Buried Treasure (B+W, 1928, 10 min)
The Granddaddy of pornographic cartoons, persistent rumors suggest that Max Fleischer (Betty Boop and others), Paul Terry (of TerryToons) and Budd Fisher (Mutt & Jeff) were responsible for this bawdy masterpiece.  
The legendary porno cartoon with a boogie woogie piano soundtrack 
depicting the unlikely adventures of the perpetually aroused title character (Eveready Hardon) with, among others, a man, a woman, and a cow. You’ll laugh and the guys may even scream! 
Daffy Duck in Hollywood (B+W, 1938, Tex Avery, 7 min) 
Watch Daffy Duck wreak havoc on a movie set by cutting and splicing together various clips into finished product of a movie contains nothing but newsreel titles and clips surrealist style. An anarchistic and avant garde masterpiece!

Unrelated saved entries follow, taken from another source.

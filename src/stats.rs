//! Derived dashboard metrics.
//!
//! [`compute_stats`] is the only producer of [`AggregateStats`]. It reads the
//! last-known data of every cache regardless of phase, so a failed or loading
//! resource still contributes what it has and never blocks the others.

use serde::{Deserialize, Serialize};

use crate::coordinator::ResourceCaches;
use crate::record::Record;
use crate::resource::ResourceKind;

/// Task status counted as pending (exact, case-sensitive match).
pub const PENDING_STATUS: &str = "pending";

// ---------------------------------------------------------------------------
// ContactTypeStats
// ---------------------------------------------------------------------------

/// Contacts broken down by their `type` field.
///
/// Contacts with a missing or unrecognised type are counted in
/// `total_contacts` only.
#[derive(Debug, Clone, Copy, Default, PartialEq, Eq, Serialize, Deserialize)]
pub struct ContactTypeStats {
    pub leads: usize,
    pub prospects: usize,
    pub customers: usize,
    pub partners: usize,
}

impl ContactTypeStats {
    fn count(&mut self, contact: &Record) {
        match contact.contact_type() {
            Some("lead") => self.leads += 1,
            Some("prospect") => self.prospects += 1,
            Some("customer") => self.customers += 1,
            Some("partner") => self.partners += 1,
            _ => {}
        }
    }
}

// ---------------------------------------------------------------------------
// AggregateStats
// ---------------------------------------------------------------------------

/// Cross-resource metrics shown on the dashboard.
///
/// Never mutated independently: always recomputed from the caches.
#[derive(Debug, Clone, Default, PartialEq, Serialize, Deserialize)]
pub struct AggregateStats {
    /// Number of contacts held.
    pub total_contacts: usize,
    /// Number of deals held.
    pub active_deals: usize,
    /// Sum of deal amounts; unparsable amounts count as zero.
    pub total_revenue: f64,
    /// Number of tasks whose status is exactly `"pending"`.
    pub pending_tasks: usize,
    /// Contact counts per contact type.
    pub contact_types: ContactTypeStats,
}

/// Compute the dashboard metrics from the current cache contents.
///
/// Pure and deterministic; callable in any phase.
pub fn compute_stats(caches: &ResourceCaches) -> AggregateStats {
    let contacts = caches.get(ResourceKind::Contacts).data();
    let deals = caches.get(ResourceKind::Deals).data();
    let tasks = caches.get(ResourceKind::Tasks).data();

    let mut contact_types = ContactTypeStats::default();
    for contact in contacts {
        contact_types.count(contact);
    }

    AggregateStats {
        total_contacts: contacts.len(),
        active_deals: deals.len(),
        total_revenue: deals.iter().map(Record::amount).sum(),
        pending_tasks: tasks
            .iter()
            .filter(|task| task.status() == Some(PENDING_STATUS))
            .count(),
        contact_types,
    }
}

#[cfg(test)]
mod tests {
    use super::*;
    use crate::error::FetchError;
    use serde_json::{Value, json};

    fn records(values: Vec<Value>) -> Vec<Record> {
        values
            .into_iter()
            .map(|v| Record::from_value(v).expect("object"))
            .collect()
    }

    fn load(caches: &mut ResourceCaches, kind: ResourceKind, values: Vec<Value>) {
        let cache = caches.get_mut(kind);
        cache.begin_load().expect("begin");
        cache.complete_load(records(values)).expect("complete");
    }

    #[test]
    fn empty_caches_give_zero_stats() {
        assert_eq!(
            compute_stats(&ResourceCaches::new()),
            AggregateStats::default()
        );
    }

    #[test]
    fn counts_and_sums_across_resources() {
        let mut caches = ResourceCaches::new();
        load(
            &mut caches,
            ResourceKind::Contacts,
            vec![
                json!({"id": 1, "name": "Alice", "type": "customer"}),
                json!({"id": 2, "name": "Bob", "type": "lead"}),
                json!({"id": 3, "name": "Charlie", "type": "prospect"}),
                json!({"id": 4, "name": "Diana", "type": "partner"}),
            ],
        );
        load(
            &mut caches,
            ResourceKind::Deals,
            vec![
                json!({"id": 1, "amount": 25000}),
                json!({"id": 2, "amount": 12000}),
                json!({"id": 3, "amount": "35000"}),
            ],
        );
        load(
            &mut caches,
            ResourceKind::Tasks,
            vec![
                json!({"id": 1, "status": "pending"}),
                json!({"id": 2, "status": "Pending"}),
                json!({"id": 3, "status": "completed"}),
                json!({"id": 4}),
            ],
        );

        let stats = compute_stats(&caches);
        assert_eq!(stats.total_contacts, 4);
        assert_eq!(stats.active_deals, 3);
        assert_eq!(stats.total_revenue, 72000.0);
        assert_eq!(stats.pending_tasks, 1);
        assert_eq!(
            stats.contact_types,
            ContactTypeStats {
                leads: 1,
                prospects: 1,
                customers: 1,
                partners: 1,
            }
        );
    }

    #[test]
    fn non_numeric_amount_contributes_zero() {
        let mut caches = ResourceCaches::new();
        load(
            &mut caches,
            ResourceKind::Deals,
            vec![
                json!({"id": 1, "amount": 100}),
                json!({"id": 2, "amount": "call me"}),
                json!({"id": 3}),
            ],
        );

        let stats = compute_stats(&caches);
        assert_eq!(stats.active_deals, 3);
        assert_eq!(stats.total_revenue, 100.0);
    }

    #[test]
    fn failed_resource_still_contributes_stale_data() {
        let mut caches = ResourceCaches::new();
        load(
            &mut caches,
            ResourceKind::Contacts,
            vec![json!({"id": 1, "name": "A"}), json!({"id": 2, "name": "B"})],
        );
        let contacts = caches.get_mut(ResourceKind::Contacts);
        contacts.begin_load().expect("begin");
        assert_eq!(compute_stats(&caches).total_contacts, 2);

        caches
            .get_mut(ResourceKind::Contacts)
            .fail_load(FetchError::new("gone"))
            .expect("fail");
        assert_eq!(compute_stats(&caches).total_contacts, 2);
    }

    #[test]
    fn compute_is_deterministic() {
        let mut caches = ResourceCaches::new();
        load(
            &mut caches,
            ResourceKind::Deals,
            vec![json!({"amount": 0.1}), json!({"amount": 0.2})],
        );
        assert_eq!(compute_stats(&caches), compute_stats(&caches));
    }
}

Camera Magic (B+W, 1943, 10 min) 
This rare curio by notorious oddball photographer Arthur “Weegee” Felig demonstrates a variety of camera techniques used to produce special effects with an ordinary 16mm motion picture camera without employing special equipment. A man moves to embrace a woman and we watch her vanish. On the beach a woman smiles while her decapitated head lies next to her.  More offbeat scenes demonstrate tips and tricks for the amateur and professional alike. Wacky, weird and nothing like it in the entire Castle film collection this came from!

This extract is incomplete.